### [EXERCISE]
Write out exactly the lines of the entries below from the one holding "expected, found" to the one holding "Response codes are", inclusive, and leave out all other lines.

### [SUPPLIED DATA]
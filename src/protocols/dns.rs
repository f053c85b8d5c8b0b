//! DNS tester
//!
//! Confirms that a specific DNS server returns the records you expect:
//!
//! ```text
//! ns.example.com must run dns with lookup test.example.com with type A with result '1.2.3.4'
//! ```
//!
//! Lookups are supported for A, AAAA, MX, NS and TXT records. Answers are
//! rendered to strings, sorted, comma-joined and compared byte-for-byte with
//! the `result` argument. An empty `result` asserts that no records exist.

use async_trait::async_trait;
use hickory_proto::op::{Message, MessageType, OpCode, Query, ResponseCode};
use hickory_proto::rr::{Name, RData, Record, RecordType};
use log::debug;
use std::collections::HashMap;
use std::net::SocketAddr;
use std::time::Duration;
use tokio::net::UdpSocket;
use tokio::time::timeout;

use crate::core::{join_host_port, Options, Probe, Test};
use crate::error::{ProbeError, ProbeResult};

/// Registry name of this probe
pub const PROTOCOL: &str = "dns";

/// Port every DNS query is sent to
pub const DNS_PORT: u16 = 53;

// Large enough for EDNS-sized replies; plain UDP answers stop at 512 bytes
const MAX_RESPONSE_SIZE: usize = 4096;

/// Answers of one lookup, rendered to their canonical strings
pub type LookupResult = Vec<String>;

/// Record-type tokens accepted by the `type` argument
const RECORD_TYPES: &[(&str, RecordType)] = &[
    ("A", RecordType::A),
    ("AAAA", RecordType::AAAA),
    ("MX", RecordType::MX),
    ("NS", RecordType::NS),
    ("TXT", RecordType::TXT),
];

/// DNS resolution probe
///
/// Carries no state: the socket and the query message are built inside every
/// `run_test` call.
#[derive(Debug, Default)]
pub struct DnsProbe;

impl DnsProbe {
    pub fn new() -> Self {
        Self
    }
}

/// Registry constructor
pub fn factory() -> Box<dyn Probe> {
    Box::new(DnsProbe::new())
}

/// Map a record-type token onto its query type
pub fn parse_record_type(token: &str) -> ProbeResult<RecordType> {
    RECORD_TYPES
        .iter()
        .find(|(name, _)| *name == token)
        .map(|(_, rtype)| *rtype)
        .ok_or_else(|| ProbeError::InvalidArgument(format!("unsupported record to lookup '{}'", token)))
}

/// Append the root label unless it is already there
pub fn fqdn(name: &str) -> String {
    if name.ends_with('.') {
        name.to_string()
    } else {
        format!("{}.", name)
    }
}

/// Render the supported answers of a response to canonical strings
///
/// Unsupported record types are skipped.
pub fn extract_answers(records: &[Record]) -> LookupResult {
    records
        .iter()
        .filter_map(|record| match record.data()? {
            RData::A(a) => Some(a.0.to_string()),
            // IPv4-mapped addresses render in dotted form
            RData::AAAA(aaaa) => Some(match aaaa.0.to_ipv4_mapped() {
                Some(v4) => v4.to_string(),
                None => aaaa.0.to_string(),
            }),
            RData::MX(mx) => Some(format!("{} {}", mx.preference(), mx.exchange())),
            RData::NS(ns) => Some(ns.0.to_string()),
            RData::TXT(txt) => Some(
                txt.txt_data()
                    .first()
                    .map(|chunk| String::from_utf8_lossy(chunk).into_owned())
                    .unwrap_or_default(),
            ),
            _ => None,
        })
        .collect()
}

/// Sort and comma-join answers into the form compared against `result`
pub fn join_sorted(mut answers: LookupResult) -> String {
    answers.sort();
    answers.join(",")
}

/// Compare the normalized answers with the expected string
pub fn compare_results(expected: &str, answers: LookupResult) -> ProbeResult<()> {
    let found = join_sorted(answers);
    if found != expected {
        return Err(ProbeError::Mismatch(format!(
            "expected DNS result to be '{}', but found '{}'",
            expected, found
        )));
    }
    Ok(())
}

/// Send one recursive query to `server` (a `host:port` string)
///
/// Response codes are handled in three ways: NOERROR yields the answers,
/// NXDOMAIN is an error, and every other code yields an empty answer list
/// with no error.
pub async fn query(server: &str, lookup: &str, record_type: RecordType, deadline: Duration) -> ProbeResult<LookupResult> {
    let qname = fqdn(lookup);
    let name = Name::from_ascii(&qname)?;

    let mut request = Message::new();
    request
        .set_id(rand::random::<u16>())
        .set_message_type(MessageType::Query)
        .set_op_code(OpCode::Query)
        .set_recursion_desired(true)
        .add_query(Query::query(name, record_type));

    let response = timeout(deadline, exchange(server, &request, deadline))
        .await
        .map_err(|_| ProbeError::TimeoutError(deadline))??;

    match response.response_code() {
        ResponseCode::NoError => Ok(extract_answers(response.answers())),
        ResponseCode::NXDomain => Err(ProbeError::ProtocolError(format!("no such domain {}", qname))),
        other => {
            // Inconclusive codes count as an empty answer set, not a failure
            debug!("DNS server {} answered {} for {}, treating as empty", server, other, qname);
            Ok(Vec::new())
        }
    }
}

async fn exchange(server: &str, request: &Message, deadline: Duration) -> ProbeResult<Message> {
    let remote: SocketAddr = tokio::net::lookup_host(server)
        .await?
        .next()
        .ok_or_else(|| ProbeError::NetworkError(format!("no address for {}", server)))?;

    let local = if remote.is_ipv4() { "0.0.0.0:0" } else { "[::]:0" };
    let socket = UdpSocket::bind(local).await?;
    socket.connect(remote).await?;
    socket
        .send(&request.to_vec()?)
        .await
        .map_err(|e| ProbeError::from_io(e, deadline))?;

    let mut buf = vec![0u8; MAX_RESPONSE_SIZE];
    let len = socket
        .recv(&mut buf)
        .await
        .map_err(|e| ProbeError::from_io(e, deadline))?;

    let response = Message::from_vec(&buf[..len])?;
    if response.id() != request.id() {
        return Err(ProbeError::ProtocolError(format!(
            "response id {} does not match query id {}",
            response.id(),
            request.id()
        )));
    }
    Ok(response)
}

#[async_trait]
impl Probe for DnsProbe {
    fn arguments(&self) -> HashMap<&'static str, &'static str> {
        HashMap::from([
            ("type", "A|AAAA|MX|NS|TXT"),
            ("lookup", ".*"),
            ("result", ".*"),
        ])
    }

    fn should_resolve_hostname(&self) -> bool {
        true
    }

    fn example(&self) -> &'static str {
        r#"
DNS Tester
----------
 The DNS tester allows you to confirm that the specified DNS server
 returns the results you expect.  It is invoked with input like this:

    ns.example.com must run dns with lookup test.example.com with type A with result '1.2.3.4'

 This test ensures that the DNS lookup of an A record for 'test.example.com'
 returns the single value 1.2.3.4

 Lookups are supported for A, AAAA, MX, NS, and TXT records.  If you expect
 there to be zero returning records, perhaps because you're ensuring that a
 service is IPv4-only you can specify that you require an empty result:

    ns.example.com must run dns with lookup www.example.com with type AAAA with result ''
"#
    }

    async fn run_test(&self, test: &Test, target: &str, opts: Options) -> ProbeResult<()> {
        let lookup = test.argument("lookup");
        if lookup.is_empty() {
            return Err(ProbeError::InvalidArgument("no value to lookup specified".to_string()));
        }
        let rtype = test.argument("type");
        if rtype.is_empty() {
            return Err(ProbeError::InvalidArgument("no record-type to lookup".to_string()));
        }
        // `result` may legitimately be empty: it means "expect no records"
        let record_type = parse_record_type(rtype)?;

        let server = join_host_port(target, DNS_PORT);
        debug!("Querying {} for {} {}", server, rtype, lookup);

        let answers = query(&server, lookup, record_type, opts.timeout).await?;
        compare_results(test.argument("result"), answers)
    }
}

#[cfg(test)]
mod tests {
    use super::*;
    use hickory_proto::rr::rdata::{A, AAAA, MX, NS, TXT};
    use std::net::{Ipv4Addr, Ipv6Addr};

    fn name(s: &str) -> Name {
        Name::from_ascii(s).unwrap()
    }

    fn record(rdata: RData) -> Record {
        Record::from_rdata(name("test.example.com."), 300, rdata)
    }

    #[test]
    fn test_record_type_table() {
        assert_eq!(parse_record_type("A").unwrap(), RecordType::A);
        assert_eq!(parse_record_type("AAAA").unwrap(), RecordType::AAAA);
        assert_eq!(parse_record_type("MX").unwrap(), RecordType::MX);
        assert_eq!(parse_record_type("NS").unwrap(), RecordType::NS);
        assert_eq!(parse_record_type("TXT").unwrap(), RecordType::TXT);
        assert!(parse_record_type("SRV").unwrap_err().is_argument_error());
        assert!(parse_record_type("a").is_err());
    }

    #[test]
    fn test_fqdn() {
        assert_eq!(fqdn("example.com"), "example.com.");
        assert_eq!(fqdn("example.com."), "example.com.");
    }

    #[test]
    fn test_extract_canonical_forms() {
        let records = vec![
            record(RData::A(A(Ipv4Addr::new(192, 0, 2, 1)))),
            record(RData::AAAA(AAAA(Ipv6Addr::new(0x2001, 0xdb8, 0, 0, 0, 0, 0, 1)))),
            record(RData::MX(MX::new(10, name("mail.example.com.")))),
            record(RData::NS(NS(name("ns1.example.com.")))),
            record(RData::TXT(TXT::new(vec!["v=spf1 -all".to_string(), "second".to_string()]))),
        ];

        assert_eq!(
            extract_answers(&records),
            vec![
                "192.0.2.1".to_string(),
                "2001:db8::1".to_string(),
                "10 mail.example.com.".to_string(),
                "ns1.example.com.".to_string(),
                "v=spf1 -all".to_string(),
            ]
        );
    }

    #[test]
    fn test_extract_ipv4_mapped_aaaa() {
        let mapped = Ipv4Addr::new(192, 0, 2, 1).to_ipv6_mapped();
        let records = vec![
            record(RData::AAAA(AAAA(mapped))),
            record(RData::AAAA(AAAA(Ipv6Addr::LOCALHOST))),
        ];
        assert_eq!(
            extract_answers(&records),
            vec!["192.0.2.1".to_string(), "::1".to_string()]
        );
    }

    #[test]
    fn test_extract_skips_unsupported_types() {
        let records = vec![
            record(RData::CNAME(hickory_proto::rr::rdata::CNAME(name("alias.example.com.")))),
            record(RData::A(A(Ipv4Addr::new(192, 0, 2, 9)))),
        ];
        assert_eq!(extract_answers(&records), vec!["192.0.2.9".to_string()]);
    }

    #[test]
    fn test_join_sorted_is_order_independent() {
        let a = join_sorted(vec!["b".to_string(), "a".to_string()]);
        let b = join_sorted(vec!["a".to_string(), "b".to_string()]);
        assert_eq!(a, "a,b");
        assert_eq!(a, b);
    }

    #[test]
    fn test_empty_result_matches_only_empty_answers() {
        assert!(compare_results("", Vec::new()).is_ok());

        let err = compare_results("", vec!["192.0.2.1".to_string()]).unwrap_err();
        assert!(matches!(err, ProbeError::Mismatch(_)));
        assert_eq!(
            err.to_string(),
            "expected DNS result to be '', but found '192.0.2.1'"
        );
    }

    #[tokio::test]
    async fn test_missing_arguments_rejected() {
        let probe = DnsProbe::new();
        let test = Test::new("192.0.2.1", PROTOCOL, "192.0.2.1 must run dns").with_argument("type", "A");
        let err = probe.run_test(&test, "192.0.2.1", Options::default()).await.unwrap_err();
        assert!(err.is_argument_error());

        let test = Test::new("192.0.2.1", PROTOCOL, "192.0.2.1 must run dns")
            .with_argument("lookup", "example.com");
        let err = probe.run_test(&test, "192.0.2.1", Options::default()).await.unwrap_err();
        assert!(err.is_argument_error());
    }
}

### [ANSWER]
            expected, found
        )));
    }
    Ok(())
}

/// Send one recursive query to `server` (a `host:port` string)
///
/// Response codes are handled in three ways: NOERROR yields the answers,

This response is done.